Problem description: Among the records, which lines include "path"? List them.

Given records:
- - -
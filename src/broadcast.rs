//! Line delivery
//!
//! All sends are best-effort: a full or closed peer queue is logged,
//! never retried, and never stops delivery to anyone else. Either failure
//! marks the peer broken, which makes its session disconnect it.
//! Fan-out works on a registry snapshot so the registry lock is already
//! released by the time the first line is queued.

use tracing::{debug, warn};

use crate::client::Peer;
use crate::error::SendError;
use crate::protocol::ServerLine;
use crate::registry::Registry;

/// Fans server lines out to registered peers
#[derive(Debug, Clone)]
pub struct Broadcaster {
    registry: Registry,
}

impl Broadcaster {
    pub fn new(registry: Registry) -> Self {
        Self { registry }
    }

    /// Queue one line for one peer; returns whether it was queued
    pub fn send(&self, peer: &Peer, line: &ServerLine) -> bool {
        deliver(peer, &line.to_string())
    }

    /// Same contract as `send`, used for chat lines aimed at one nickname
    pub fn send_directed(&self, peer: &Peer, line: &ServerLine) -> bool {
        self.send(peer, line)
    }

    /// Queue `line` for every registered peer, in registration order
    ///
    /// Returns how many peers accepted it.
    pub async fn broadcast_all(&self, line: &ServerLine) -> usize {
        let snapshot = self.registry.snapshot().await;
        let rendered = line.to_string();
        snapshot
            .iter()
            .filter(|(_, peer)| deliver(peer, &rendered))
            .count()
    }

    /// Send the current `USERS` list to everyone (observers included)
    pub async fn broadcast_user_list(&self) -> usize {
        let roster = self.registry.roster().await;
        let rendered = ServerLine::Users {
            names: roster.names,
        }
        .to_string();
        roster.peers.iter().filter(|peer| deliver(peer, &rendered)).count()
    }
}

fn deliver(peer: &Peer, line: &str) -> bool {
    // Once a line has been lost the peer is on its way out; queuing more
    // would leave a gap in what it sees.
    if peer.is_broken() {
        return false;
    }
    match peer.send(line) {
        Ok(()) => true,
        Err(SendError::QueueFull) => {
            warn!("Outbound queue full for {}, disconnecting it", peer.id);
            false
        }
        Err(SendError::Closed) => {
            debug!("Skipping closed connection {}", peer.id);
            false
        }
    }
}

#[cfg(test)]
mod tests {
    use super::*;
    use crate::protocol::DEFAULT_OBSERVER_PREFIX;
    use crate::types::ConnectionId;
    use tokio::sync::mpsc;

    fn peer(capacity: usize) -> (Peer, mpsc::Receiver<String>) {
        let (tx, rx) = mpsc::channel(capacity);
        (Peer::new(ConnectionId::new(), tx), rx)
    }

    #[tokio::test]
    async fn test_broadcast_reaches_everyone() {
        let registry = Registry::new(DEFAULT_OBSERVER_PREFIX);
        let broadcaster = Broadcaster::new(registry.clone());
        let (alice, mut alice_rx) = peer(8);
        let (bob, mut bob_rx) = peer(8);
        registry.register("Alice", alice).await.unwrap();
        registry.register("Bob", bob).await.unwrap();

        let line = ServerLine::Msg {
            sender: "Alice".to_string(),
            target: "ALL".to_string(),
            id: "1001".to_string(),
            content: "hi".to_string(),
        };
        assert_eq!(broadcaster.broadcast_all(&line).await, 2);
        assert_eq!(alice_rx.recv().await.as_deref(), Some("MSG|Alice|ALL|1001|hi"));
        assert_eq!(bob_rx.recv().await.as_deref(), Some("MSG|Alice|ALL|1001|hi"));
    }

    #[tokio::test]
    async fn test_broken_peer_does_not_stop_fanout() {
        let registry = Registry::new(DEFAULT_OBSERVER_PREFIX);
        let broadcaster = Broadcaster::new(registry.clone());
        let (gone, gone_rx) = peer(8);
        let (slow, mut slow_rx) = peer(1);
        let (bob, mut bob_rx) = peer(8);
        drop(gone_rx);
        slow.send("backlog").unwrap();
        registry.register("Gone", gone.clone()).await.unwrap();
        registry.register("Slow", slow.clone()).await.unwrap();
        registry.register("Bob", bob).await.unwrap();

        let delivered = broadcaster.broadcast_all(&ServerLine::joined("Bob")).await;
        assert_eq!(delivered, 1);
        assert!(bob_rx.recv().await.unwrap().ends_with("|Bob -> has joined the chat"));
        assert!(gone.is_broken());
        assert!(slow.is_broken());

        // A broken peer gets nothing further, even once its queue has room
        assert_eq!(slow_rx.recv().await.as_deref(), Some("backlog"));
        assert_eq!(broadcaster.broadcast_all(&ServerLine::joined("Carol")).await, 1);
        assert!(slow_rx.try_recv().is_err());
    }

    #[tokio::test]
    async fn test_user_list_hides_observers() {
        let registry = Registry::new(DEFAULT_OBSERVER_PREFIX);
        let broadcaster = Broadcaster::new(registry.clone());
        let (alice, mut alice_rx) = peer(8);
        let (observer, mut observer_rx) = peer(8);
        registry.register("Alice", alice).await.unwrap();
        registry.register("__LAUNCHER__ffffff", observer).await.unwrap();

        assert_eq!(broadcaster.broadcast_user_list().await, 2);
        assert_eq!(alice_rx.recv().await.as_deref(), Some("USERS|System|ALL|Alice"));
        assert_eq!(observer_rx.recv().await.as_deref(), Some("USERS|System|ALL|Alice"));
    }
}
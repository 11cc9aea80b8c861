//! Basic type definitions for the chat relay
//!
//! Provides newtype wrappers for type safety:
//! - `ConnectionId`: UUID-based identifier for one accepted connection
//! - `MessageId`: server-authored message id (`<unix-millis>-<6 hex>`)

use std::time::{SystemTime, UNIX_EPOCH};

use uuid::Uuid;

/// Unique connection identifier (newtype pattern)
///
/// Wraps a UUID v4. Nicknames change over a session's lifetime, so logs
/// and registry entries use this to tell connections apart.
#[derive(Debug, Clone, Copy, PartialEq, Eq, Hash)]
pub struct ConnectionId(pub Uuid);

impl ConnectionId {
    /// Create a new random connection ID
    pub fn new() -> Self {
        Self(Uuid::new_v4())
    }
}

impl Default for ConnectionId {
    fn default() -> Self {
        Self::new()
    }
}

impl std::fmt::Display for ConnectionId {
    fn fmt(&self, f: &mut std::fmt::Formatter<'_>) -> std::fmt::Result {
        write!(f, "{}", self.0)
    }
}

/// Message id for system-authored messages
///
/// Millisecond wall-clock time plus a short random suffix. Unique in
/// practice without any shared counter; not meant to be unguessable.
#[derive(Debug, Clone, PartialEq, Eq, Hash)]
pub struct MessageId(pub String);

impl MessageId {
    /// Generate a fresh id
    pub fn generate() -> Self {
        use rand::Rng;
        let millis = SystemTime::now()
            .duration_since(UNIX_EPOCH)
            .map(|d| d.as_millis())
            .unwrap_or(0);
        let suffix: u32 = rand::thread_rng().gen_range(0..0x100_0000);
        Self(format!("{}-{:06x}", millis, suffix))
    }
}

impl std::fmt::Display for MessageId {
    fn fmt(&self, f: &mut std::fmt::Formatter<'_>) -> std::fmt::Result {
        write!(f, "{}", self.0)
    }
}

#[cfg(test)]
mod tests {
    use super::*;

    #[test]
    fn test_connection_id_unique() {
        let id1 = ConnectionId::new();
        let id2 = ConnectionId::new();
        assert_ne!(id1, id2);
    }

    #[test]
    fn test_message_id_shape() {
        let id = MessageId::generate();
        let (millis, suffix) = id.0.split_once('-').unwrap();
        assert!(millis.parse::<u128>().unwrap() > 0);
        assert_eq!(suffix.len(), 6);
        assert!(suffix.chars().all(|c| c.is_ascii_hexdigit() && !c.is_ascii_uppercase()));
    }

    #[test]
    fn test_message_id_varies() {
        let ids: std::collections::HashSet<_> = (0..64).map(|_| MessageId::generate()).collect();
        assert!(ids.len() > 1);
    }
}
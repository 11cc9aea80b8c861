//! Peer handle definition
//!
//! The registry-visible side of a connection: its id, the sending half of
//! its outbound line queue, and a token that trips once the connection can
//! no longer be written to. The session owns the socket; everyone else
//! only ever holds a `Peer`.

use tokio::sync::mpsc;
use tokio_util::sync::CancellationToken;

use crate::error::SendError;
use crate::types::ConnectionId;

/// Cloneable handle to one connection's outbound queue
#[derive(Debug, Clone)]
pub struct Peer {
    /// Connection this handle writes to
    pub id: ConnectionId,
    /// Server → Client line queue, drained by the connection's writer task
    sender: mpsc::Sender<String>,
    /// Shared by all clones; cancelled on the first failed delivery
    broken: CancellationToken,
}

impl Peer {
    /// Create a peer with the given ID and queue sender
    pub fn new(id: ConnectionId, sender: mpsc::Sender<String>) -> Self {
        Self {
            id,
            sender,
            broken: CancellationToken::new(),
        }
    }

    /// Queue one line for this peer without waiting
    ///
    /// A full queue or a closed writer is a transport failure: the peer is
    /// marked broken and its session disconnects it.
    pub fn send(&self, line: impl Into<String>) -> Result<(), SendError> {
        let result = self.sender.try_send(line.into()).map_err(|e| match e {
            mpsc::error::TrySendError::Full(_) => SendError::QueueFull,
            mpsc::error::TrySendError::Closed(_) => SendError::Closed,
        });
        if result.is_err() {
            self.mark_broken();
        }
        result
    }

    /// Flag the connection as unwritable
    pub fn mark_broken(&self) {
        self.broken.cancel();
    }

    /// Token the connection's writer watches and trips on write failure
    pub fn broken_token(&self) -> CancellationToken {
        self.broken.clone()
    }

    pub fn is_broken(&self) -> bool {
        self.broken.is_cancelled()
    }

    /// Resolves once the connection has been marked broken
    pub async fn broken(&self) {
        self.broken.cancelled().await
    }
}
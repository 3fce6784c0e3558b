//! SQLite-backed local storage for the AdRewards app.
//!
//! Two tables live here: `kv_store`, a flat namespace of string keys to
//! serialized JSON blobs (see [`keys`]), and `settings`, which holds the
//! profile preferences managed by the app's settings layer.

pub mod keys;
pub mod kv;
pub mod schema;
pub mod settings;

pub use kv::KeyValueStore;

use std::path::Path;
use std::sync::{Arc, Mutex};

use rusqlite::Connection;

/// Thread-safe database handle wrapping a single SQLite connection.
#[derive(Clone)]
pub struct Database {
    conn: Arc<Mutex<Connection>>,
}

impl Database {
    /// Open or create database at the given path.
    pub fn open(path: impl AsRef<Path>) -> Result<Self, DbError> {
        let conn = Connection::open(path)?;
        let db = Self {
            conn: Arc::new(Mutex::new(conn)),
        };
        db.configure()?;
        db.migrate()?;
        Ok(db)
    }

    /// Create an in-memory database (for testing).
    pub fn open_in_memory() -> Result<Self, DbError> {
        let conn = Connection::open_in_memory()?;
        let db = Self {
            conn: Arc::new(Mutex::new(conn)),
        };
        db.configure()?;
        db.migrate()?;
        Ok(db)
    }

    /// Access the underlying connection with a closure.
    pub fn with_conn<F, R>(&self, f: F) -> Result<R, DbError>
    where
        F: FnOnce(&Connection) -> Result<R, DbError>,
    {
        let conn = self.conn.lock().map_err(|_| DbError::LockPoisoned)?;
        f(&conn)
    }

    fn configure(&self) -> Result<(), DbError> {
        self.with_conn(|conn| {
            conn.execute_batch(
                "PRAGMA journal_mode=WAL;
                 PRAGMA busy_timeout=5000;",
            )?;
            Ok(())
        })
    }

    fn migrate(&self) -> Result<(), DbError> {
        self.with_conn(|conn| {
            schema::run_migrations(conn)?;
            Ok(())
        })
    }
}

/// Database error type.
#[derive(Debug, thiserror::Error)]
pub enum DbError {
    #[error("SQLite error: {0}")]
    Sqlite(#[from] rusqlite::Error),

    #[error("Database lock poisoned")]
    LockPoisoned,

    #[error("Malformed JSON in '{key}': {source}")]
    Json {
        key: String,
        #[source]
        source: serde_json::Error,
    },
}

#[cfg(test)]
mod tests;
//! Configuration management: defaults, validation, loading from DB + environment.

pub mod app_config;
pub mod defaults;
pub mod manager;
pub mod validation;

pub use app_config::AppConfig;
pub use manager::SettingsManager;

use serde::{Deserialize, Serialize};

/// A setting as shown on the profile screen.
#[derive(Debug, Clone, Serialize, Deserialize)]
pub struct SettingInfo {
    pub key: String,
    pub value: String,
    pub description: String,
    pub has_value: bool,
}
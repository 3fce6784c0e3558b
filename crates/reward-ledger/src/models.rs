use chrono::{DateTime, Utc};
use serde::{Deserialize, Serialize};

use crate::LedgerError;

/// A claimed promo code.
#[derive(Debug, Clone, PartialEq, Eq, Serialize, Deserialize)]
#[serde(rename_all = "camelCase")]
pub struct Reward {
    /// Id of the ad the reward came from.
    pub id: String,
    pub company: String,
    pub reward: String,
    pub promo_code: String,
    pub claimed_date: DateTime<Utc>,
    pub expiry_date: DateTime<Utc>,
    /// `{id}-{claim epoch millis}`; the ledger's primary key.
    pub unique_id: String,
    #[serde(default)]
    pub used: bool,
}

/// The fields of an ad a claim is made from. Any of them may be absent.
#[derive(Debug, Clone, Default, PartialEq, Eq, Serialize, Deserialize)]
#[serde(rename_all = "camelCase")]
pub struct ClaimSource {
    pub id: Option<String>,
    pub company: Option<String>,
    pub reward: Option<String>,
    pub promo_code: Option<String>,
}

impl ClaimSource {
    pub fn new(
        id: impl Into<String>,
        company: impl Into<String>,
        reward: impl Into<String>,
        promo_code: impl Into<String>,
    ) -> Self {
        Self {
            id: Some(id.into()),
            company: Some(company.into()),
            reward: Some(reward.into()),
            promo_code: Some(promo_code.into()),
        }
    }

    /// Borrow all four fields, or name the first one that is missing or blank.
    pub(crate) fn require(&self) -> Result<(&str, &str, &str, &str), LedgerError> {
        Ok((
            required(&self.id, "id")?,
            required(&self.company, "company")?,
            required(&self.reward, "reward")?,
            required(&self.promo_code, "promoCode")?,
        ))
    }
}

fn required<'a>(value: &'a Option<String>, field: &'static str) -> Result<&'a str, LedgerError> {
    match value.as_deref() {
        Some(v) if !v.trim().is_empty() => Ok(v),
        _ => Err(LedgerError::MalformedSource(field)),
    }
}

#[derive(Debug, Clone, PartialEq, Eq)]
pub enum ClaimOutcome {
    Added(Reward),
    /// An entry with the same ad id and promo code already exists.
    Duplicate,
}

#[derive(Debug, Clone, PartialEq, Eq)]
pub enum UseOutcome {
    Redeemed { promo_code: String },
    AlreadyUsed,
    Expired,
}

#[cfg(test)]
mod tests {
    use super::*;

    #[test]
    fn require_reports_first_missing_field() {
        let full = ClaimSource::new("2", "Starbucks", "BOGO", "SBUX2FOR1");
        assert_eq!(
            full.require().unwrap(),
            ("2", "Starbucks", "BOGO", "SBUX2FOR1")
        );

        let no_code = ClaimSource {
            promo_code: None,
            ..full.clone()
        };
        assert!(matches!(
            no_code.require(),
            Err(LedgerError::MalformedSource("promoCode"))
        ));

        let blank_company = ClaimSource {
            company: Some("  ".into()),
            ..full
        };
        assert!(matches!(
            blank_company.require(),
            Err(LedgerError::MalformedSource("company"))
        ));
    }

    #[test]
    fn source_deserializes_with_missing_fields() {
        let src: ClaimSource =
            serde_json::from_str(r#"{"id":"2","company":"Starbucks","reward":"BOGO"}"#).unwrap();
        assert_eq!(src.promo_code, None);
    }

    #[test]
    fn reward_uses_camel_case_and_defaults_used() {
        let json = r#"{
            "id": "1", "company": "Nike", "reward": "15% OFF", "promoCode": "NIKE15RUN",
            "claimedDate": "2025-03-01T10:00:00Z", "expiryDate": "2025-03-31T10:00:00Z",
            "uniqueId": "1-1740823200000"
        }"#;
        let reward: Reward = serde_json::from_str(json).unwrap();
        assert!(!reward.used);
        assert_eq!(reward.promo_code, "NIKE15RUN");

        let value = serde_json::to_value(&reward).unwrap();
        assert_eq!(value["uniqueId"], "1-1740823200000");
        assert_eq!(value["used"], false);
    }
}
- - -
Response box:
use std::path::Path;
    /// Open or create database at the given path.
    pub fn open(path: impl AsRef<Path>) -> Result<Self, DbError> {
        let conn = Connection::open(path)?;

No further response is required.